Considering the relationships between social groups, we observe that ethnic, politic, economical, classes’, castes’ conflicts tend to favour and deepen social and ideological changes. Wars and revolutions are main rupture and mutation factors. Atypical and minority individuals tend to prevail upon majorities and to mainly activate the evolution of the human species. How do we explain that the exception usually is more determinant that the majority? We have first to admit that it does not happen so often, but it is the only and very factor of change.
MYTHOANALYSIS OF LIMITS
As a result we must here rehabilitate the power of imagination, its creative power, which allow us to transgress the limits of religious beliefs and even of rationalism (postrationalism), enabling us to create new visions of life, of the universe, and even of ethics and our social values and institutions. Therefore it appears necessary to question the nature of these limits, which we perceive and intend to overcome in our creative attempts.
Without denying the reality of physical or chemical limits, and accordingly of biological and cognitive limits, we would like to explore the imaginary nature of these limits, beyond which we believe that we cannot perceive, think, imagine anymore space, time, universe, life. Do we encounter there limits of our nature – which may however be very relative – or mythical limits, linked to extreme fantasies such as those of Babel Tower, and which we may call li-myths. We have to consider this question.
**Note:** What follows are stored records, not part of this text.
//! # Regsweep Core
//!
//! Core data model and retention policy for the regsweep registry pruner.
//!
//! This crate provides the pure, I/O-free heart of the pruner:
//!
//! - [`Tag`] - A resolved tag: name, content digest, manifest kind, creation time
//! - [`Decision`] - Per-tag keep/delete verdict with its [`Reason`]
//! - [`RetentionPolicy`] - Pure evaluator mapping tags to decisions
//! - [`DeletionPlan`] - Digest-level plan that enforces the shared-digest
//!   safety invariant before any network call is made
//!
//! All entities are rebuilt from live registry state on each run; nothing
//! here is persisted between runs.
//!
//! ## Example
//!
//! ```rust
//! use chrono::{TimeZone, Utc};
//! use regsweep_core::{DeletionPlan, ManifestKind, RetentionPolicy, Tag};
//!
//! let now = Utc.with_ymd_and_hms(2024, 6, 10, 0, 0, 0).unwrap();
//! let tags = vec![
//!     Tag::new("v1", "sha256:aaa", ManifestKind::Single,
//!              Utc.with_ymd_and_hms(2024, 1, 1, 0, 0, 0).unwrap()),
//!     Tag::new("v2", "sha256:bbb", ManifestKind::Single,
//!              Utc.with_ymd_and_hms(2024, 6, 9, 0, 0, 0).unwrap()),
//! ];
//!
//! let policy = RetentionPolicy::new(1, 30);
//! let plan = DeletionPlan::build(policy.evaluate(now, &tags));
//! assert_eq!(plan.digests, vec!["sha256:aaa".to_string()]);
//! ```

#![forbid(unsafe_code)]
#![warn(missing_docs)]

pub mod decision;
pub mod plan;
pub mod policy;
pub mod tag;

#[cfg(test)]
mod proptest_tests;

pub use decision::{Action, Decision, Reason};
pub use plan::DeletionPlan;
pub use policy::RetentionPolicy;
pub use tag::{ManifestKind, Tag};
/// Full name of a prediction label. TESS answers with disposition codes,
/// the Kepler model with `1`/`0`.
pub fn disposition_name(label: &str) -> String {
    match label.trim().to_ascii_uppercase().as_str() {
        "APC" => "Ambiguous Planet Candidate".to_string(),
        "CP" => "Confirmed Planet".to_string(),
        "FA" => "False Alarm".to_string(),
        "FP" => "False Positive".to_string(),
        "KP" => "Known Planet".to_string(),
        "PC" => "Planet Candidate".to_string(),
        "1" | "CANDIDATE" | "CONFIRMED" => "Planet Found".to_string(),
        "0" | "FALSE POSITIVE" => "Planet Not Found".to_string(),
        _ => label.to_string(),
    }
}

pub fn is_planet(label: &str) -> bool {
    !matches!(
        label.trim().to_ascii_uppercase().as_str(),
        "FA" | "FP" | "0" | "FALSE POSITIVE"
    )
}

/// Confidence fraction as `93.4%`.
pub fn percent(fraction: f64) -> String {
    format!("{:.1}%", fraction * 100.0)
}

#[cfg(test)]
mod tests {
    use super::*;

    #[test]
    fn test_disposition_names() {
        assert_eq!(disposition_name("PC"), "Planet Candidate");
        assert_eq!(disposition_name("apc"), "Ambiguous Planet Candidate");
        assert_eq!(disposition_name("1"), "Planet Found");
        assert_eq!(disposition_name("XYZ"), "XYZ");
    }

    #[test]
    fn test_not_found_labels() {
        for label in ["FA", "FP", "0"] {
            assert!(!is_planet(label), "{}", label);
        }
        for label in ["PC", "CP", "KP", "APC", "1"] {
            assert!(is_planet(label), "{}", label);
        }
    }

    #[test]
    fn test_percent() {
        assert_eq!(percent(0.934), "93.4%");
        assert_eq!(percent(1.0), "100.0%");
    }
}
Mythoanalysis consists in the analysis of those myths, which structure our social imaginaries, and allow the metaphoric evocation of images in our languages, our artistic and scientific theories, styles and visualizations.
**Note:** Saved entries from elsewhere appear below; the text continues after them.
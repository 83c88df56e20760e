use thiserror::Error;

use crate::api::ApiError;

#[derive(Debug, Error)]
pub enum ExoError {
    #[error("Missing required parameters: {}", .0.join(", "))]
    MissingParameters(Vec<String>),

    #[error("Please enter {0}")]
    MissingInput(&'static str),

    #[error("You need to log in first")]
    NotAuthenticated,

    /// A failed API call. Displays the message shown to the user, picked from
    /// the server detail, the server message, the transport text and finally
    /// the operation's fallback.
    #[error("{}", .cause.user_message(.fallback))]
    Request {
        #[source]
        cause: ApiError,
        fallback: &'static str,
    },

    #[error("Session storage error: {0}")]
    Storage(String),

    #[error("Config error: {0}")]
    Config(String),
}

impl ExoError {
    pub fn request(fallback: &'static str) -> impl FnOnce(ApiError) -> ExoError {
        move |cause| ExoError::Request { cause, fallback }
    }
}

impl From<ExoError> for String {
    fn from(err: ExoError) -> Self {
        err.to_string()
    }
}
Confronting theses extremes of this topology of the limits, we may reach again and again the sensitive area between chaos and cosmos, where we situate our desires of alchemic transmutations and artistic creations, among them bioart, transgenic art, transhuman and transplanetary projects, where our exploratory fascination for time and space, for artificial life, memory and intelligence, for extreme thinking may increase.
Admitting the Law of divergence, we feel more confident to explore the mutations which have made the human species what it is today.
We have probably here to underline the strength of CyberPrometheus (2), our instinct of power and creation, which stimulate us since the Greek founding of the Occident, and push us to overcome the extremes limits alike forbidden limits. The Verb, for now on, is ours, the human beings (3), who engage art and science to compete today into a strong desire of new geneses at the ridge of chaos – a will which has dramatically increased since the emergence and empowerment of digital technologies.
But this exacerbation is not completely new. It has started a few years ago and we are now prepared. To mention here are Melevitch’s suprematism, Yves Klein’s exhibition of emptiness, or its jump into it, and its painting with fire, when he tries to capture the cosmic energies into his absolute blue pigments. Creation implies frequently destruction of an established style, of human figure, of logics, of the frame, of the canvas, of objects, of the body, and even of art itself. We observe that contemporary art intents to adopt scientific and technologic extreme attempts which may help it transgressing cognitive, institutional, moral, emotional taboos and behaviours, and risk itself farther into the complexities of matter, life and intelligence. The Bienal del fin del mundo, in the extreme South of Argentina – Tierra del fuego – this March 2007, has evocated this theme. Those who explore chaos are not mad: they look for new cosmos.
What de we dream of beneath extreme and hostile limits? We dram of assuming and acknowledging our very nature of human gods. And in reality, what could we dram of, if God does not exist?
Footnotes
(1) See : Hervé Fischer, La société sur le divan, éléments de mythanalyse, éditions vlb, Montréal, 2007.
(2). See : Hervé Fischer, CyberProméthée, l’instinct de puissance à l’âge du numérique, éditions vlb, 2003.
(3). See : Hervé Fischer, Nous serons des dieux (vlb, 2006).